▶ **THE TASK**
When the line containing "let listener = tokio::net::TcpListener::bind(addr).await?;" appears in the entries below, begin printing there and stop after the line containing "Prefer local overrides."; print each of those lines exactly and no other line.
***** RECORD SET *****
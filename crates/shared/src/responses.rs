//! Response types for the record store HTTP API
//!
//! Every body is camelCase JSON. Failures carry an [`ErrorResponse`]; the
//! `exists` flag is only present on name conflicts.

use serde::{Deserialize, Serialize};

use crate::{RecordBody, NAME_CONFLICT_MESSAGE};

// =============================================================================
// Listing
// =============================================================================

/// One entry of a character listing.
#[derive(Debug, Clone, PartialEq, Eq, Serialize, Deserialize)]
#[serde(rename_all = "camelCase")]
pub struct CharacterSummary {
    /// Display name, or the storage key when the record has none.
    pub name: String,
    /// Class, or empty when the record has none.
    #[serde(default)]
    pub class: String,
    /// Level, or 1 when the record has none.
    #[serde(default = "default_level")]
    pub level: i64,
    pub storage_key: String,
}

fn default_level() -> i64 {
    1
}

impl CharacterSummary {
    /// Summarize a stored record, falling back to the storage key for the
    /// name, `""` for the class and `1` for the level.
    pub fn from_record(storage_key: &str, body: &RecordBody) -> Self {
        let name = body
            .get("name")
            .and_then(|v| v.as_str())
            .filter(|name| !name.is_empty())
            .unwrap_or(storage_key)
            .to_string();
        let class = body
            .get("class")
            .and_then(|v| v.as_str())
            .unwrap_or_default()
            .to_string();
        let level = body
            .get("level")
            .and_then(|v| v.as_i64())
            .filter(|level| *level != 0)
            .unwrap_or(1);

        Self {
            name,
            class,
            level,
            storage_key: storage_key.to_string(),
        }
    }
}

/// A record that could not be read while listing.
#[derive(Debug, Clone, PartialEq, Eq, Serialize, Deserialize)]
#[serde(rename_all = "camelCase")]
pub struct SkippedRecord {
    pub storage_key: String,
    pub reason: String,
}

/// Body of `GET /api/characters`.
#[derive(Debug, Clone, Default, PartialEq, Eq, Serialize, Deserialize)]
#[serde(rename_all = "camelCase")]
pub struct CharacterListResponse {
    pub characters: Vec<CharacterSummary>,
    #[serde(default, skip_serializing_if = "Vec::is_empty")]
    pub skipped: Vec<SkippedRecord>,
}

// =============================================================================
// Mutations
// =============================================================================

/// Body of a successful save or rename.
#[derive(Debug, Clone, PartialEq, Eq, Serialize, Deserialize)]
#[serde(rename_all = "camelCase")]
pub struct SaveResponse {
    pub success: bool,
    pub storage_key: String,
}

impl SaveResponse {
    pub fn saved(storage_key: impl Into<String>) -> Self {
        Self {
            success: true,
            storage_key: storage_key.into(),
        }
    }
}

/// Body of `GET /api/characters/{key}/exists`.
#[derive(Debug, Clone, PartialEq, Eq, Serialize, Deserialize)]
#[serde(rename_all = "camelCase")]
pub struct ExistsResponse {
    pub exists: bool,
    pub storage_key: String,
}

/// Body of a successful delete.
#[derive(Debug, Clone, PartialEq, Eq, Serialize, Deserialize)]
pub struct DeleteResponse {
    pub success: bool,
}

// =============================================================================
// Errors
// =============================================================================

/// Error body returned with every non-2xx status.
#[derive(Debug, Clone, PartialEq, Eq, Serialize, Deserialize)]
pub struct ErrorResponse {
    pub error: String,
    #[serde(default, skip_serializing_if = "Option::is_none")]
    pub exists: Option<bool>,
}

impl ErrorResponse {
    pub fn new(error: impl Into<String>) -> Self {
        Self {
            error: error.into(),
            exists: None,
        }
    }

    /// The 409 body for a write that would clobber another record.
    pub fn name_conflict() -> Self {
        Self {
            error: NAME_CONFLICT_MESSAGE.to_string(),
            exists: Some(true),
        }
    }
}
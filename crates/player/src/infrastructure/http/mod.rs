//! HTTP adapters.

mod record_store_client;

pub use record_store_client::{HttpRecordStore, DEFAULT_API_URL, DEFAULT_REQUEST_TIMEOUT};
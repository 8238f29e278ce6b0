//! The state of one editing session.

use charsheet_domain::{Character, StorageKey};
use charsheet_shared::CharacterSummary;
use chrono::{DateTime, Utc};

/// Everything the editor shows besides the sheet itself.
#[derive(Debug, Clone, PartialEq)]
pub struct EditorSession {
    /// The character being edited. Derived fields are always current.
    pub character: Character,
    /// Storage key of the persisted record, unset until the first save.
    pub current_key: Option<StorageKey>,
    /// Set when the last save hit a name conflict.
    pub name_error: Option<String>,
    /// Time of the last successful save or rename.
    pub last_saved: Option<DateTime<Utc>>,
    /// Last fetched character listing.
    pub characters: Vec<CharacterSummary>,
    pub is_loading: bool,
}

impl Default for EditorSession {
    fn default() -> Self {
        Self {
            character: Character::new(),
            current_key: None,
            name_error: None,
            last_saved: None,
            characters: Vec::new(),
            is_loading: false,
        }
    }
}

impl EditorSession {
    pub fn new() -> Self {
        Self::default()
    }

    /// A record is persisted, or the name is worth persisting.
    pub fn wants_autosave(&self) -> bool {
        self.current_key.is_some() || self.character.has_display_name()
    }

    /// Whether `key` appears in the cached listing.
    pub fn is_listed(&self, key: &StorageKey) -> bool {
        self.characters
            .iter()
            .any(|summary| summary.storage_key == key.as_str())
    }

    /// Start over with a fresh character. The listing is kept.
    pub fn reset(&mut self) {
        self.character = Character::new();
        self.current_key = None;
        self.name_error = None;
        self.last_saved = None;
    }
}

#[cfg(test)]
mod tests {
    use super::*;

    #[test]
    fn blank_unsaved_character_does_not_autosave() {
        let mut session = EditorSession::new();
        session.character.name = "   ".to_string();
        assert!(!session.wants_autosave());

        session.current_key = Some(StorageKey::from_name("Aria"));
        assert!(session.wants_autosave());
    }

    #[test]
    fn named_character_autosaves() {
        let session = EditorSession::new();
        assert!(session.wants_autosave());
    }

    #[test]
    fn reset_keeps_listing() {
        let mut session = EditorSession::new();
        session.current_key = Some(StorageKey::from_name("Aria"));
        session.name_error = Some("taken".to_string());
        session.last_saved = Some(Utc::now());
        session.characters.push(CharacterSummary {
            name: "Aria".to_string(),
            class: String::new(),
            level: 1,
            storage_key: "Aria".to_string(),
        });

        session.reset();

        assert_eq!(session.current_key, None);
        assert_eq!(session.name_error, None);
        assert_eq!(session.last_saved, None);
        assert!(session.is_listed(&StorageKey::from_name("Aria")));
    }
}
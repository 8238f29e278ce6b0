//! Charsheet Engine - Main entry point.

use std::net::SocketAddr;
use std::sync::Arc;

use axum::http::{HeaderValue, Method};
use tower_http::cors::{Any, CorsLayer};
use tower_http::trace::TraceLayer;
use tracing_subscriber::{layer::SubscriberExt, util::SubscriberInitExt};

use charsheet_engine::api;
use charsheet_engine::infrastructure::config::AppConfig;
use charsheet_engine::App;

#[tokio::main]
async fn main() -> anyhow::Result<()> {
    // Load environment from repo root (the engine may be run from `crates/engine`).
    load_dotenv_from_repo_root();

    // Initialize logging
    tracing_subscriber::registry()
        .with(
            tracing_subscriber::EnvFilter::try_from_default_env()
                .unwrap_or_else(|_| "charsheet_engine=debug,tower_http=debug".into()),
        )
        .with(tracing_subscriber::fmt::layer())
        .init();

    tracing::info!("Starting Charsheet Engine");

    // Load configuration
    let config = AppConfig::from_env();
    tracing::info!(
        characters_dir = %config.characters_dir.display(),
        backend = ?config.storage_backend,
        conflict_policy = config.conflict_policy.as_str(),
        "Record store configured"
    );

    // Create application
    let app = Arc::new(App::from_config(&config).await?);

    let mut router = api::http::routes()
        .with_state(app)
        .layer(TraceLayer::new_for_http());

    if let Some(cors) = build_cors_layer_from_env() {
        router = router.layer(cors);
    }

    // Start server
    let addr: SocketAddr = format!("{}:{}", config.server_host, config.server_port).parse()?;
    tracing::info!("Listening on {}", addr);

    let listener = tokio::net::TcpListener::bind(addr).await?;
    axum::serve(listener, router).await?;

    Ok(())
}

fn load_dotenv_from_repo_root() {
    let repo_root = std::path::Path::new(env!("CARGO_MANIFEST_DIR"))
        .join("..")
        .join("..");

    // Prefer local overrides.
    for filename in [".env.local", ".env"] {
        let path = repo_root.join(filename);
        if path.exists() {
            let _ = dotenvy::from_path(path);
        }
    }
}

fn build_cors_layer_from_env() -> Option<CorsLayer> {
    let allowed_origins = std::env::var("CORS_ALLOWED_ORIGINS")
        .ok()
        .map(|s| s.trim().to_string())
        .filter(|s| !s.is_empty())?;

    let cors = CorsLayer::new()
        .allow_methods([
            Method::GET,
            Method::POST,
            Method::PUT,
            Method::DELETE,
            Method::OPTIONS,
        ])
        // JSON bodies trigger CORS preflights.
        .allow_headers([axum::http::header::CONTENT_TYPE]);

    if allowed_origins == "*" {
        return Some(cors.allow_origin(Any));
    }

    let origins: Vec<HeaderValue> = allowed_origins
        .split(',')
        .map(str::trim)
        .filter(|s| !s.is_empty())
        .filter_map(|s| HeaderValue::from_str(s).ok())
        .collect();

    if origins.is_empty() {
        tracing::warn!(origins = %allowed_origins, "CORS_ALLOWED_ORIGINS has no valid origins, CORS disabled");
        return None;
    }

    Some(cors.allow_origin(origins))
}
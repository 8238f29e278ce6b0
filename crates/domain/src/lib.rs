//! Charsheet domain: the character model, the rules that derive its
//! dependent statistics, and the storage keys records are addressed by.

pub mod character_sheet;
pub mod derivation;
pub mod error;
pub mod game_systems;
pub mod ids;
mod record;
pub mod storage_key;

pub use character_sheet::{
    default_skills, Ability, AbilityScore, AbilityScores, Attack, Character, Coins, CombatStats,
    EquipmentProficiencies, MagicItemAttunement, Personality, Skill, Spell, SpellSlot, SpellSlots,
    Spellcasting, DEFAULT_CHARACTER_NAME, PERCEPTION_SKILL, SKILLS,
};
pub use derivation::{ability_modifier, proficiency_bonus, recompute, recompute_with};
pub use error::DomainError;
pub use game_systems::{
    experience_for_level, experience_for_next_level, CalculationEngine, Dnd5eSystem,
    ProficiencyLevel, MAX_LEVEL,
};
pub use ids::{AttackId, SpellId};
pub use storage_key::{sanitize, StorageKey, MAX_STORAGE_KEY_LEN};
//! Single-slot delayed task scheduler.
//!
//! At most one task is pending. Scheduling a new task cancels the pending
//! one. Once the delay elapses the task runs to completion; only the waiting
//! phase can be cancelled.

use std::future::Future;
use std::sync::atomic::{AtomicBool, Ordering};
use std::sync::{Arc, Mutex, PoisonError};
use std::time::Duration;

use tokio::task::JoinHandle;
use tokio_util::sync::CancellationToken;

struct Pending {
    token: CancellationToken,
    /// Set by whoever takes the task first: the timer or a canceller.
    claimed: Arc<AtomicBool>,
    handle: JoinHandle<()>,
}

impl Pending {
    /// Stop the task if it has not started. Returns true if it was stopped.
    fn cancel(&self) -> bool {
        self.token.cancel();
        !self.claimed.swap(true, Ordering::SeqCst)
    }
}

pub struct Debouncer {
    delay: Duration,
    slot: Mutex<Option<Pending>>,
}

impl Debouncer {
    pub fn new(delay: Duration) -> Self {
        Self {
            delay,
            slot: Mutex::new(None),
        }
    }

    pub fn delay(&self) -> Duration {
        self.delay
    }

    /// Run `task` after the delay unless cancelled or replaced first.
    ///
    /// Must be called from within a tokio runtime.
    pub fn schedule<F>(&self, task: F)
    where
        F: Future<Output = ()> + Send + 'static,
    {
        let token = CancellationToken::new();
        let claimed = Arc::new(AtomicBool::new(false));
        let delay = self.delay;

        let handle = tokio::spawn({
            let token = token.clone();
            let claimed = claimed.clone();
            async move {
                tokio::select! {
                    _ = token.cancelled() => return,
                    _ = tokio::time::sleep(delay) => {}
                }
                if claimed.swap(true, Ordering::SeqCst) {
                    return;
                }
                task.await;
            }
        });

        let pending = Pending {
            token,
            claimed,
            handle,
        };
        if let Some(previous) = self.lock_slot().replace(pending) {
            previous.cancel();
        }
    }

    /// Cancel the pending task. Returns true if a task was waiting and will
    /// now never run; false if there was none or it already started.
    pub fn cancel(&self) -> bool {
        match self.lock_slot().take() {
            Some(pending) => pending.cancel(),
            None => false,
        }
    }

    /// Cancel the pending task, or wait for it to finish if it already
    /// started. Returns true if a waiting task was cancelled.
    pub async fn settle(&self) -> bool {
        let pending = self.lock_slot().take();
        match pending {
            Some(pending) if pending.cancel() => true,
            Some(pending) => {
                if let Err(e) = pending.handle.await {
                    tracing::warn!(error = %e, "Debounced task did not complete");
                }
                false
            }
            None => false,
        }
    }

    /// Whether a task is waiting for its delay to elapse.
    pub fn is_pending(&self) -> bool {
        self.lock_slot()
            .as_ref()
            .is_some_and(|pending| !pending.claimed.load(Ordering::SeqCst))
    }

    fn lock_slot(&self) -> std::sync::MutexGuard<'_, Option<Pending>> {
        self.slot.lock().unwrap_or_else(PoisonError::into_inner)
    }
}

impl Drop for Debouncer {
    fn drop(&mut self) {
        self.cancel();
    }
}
*****
▶ **TASK OUTPUT**
    let listener = tokio::net::TcpListener::bind(addr).await?;
    axum::serve(listener, router).await?;

    Ok(())
}

fn load_dotenv_from_repo_root() {
    let repo_root = std::path::Path::new(env!("CARGO_MANIFEST_DIR"))
        .join("..")
        .join("..");

    // Prefer local overrides.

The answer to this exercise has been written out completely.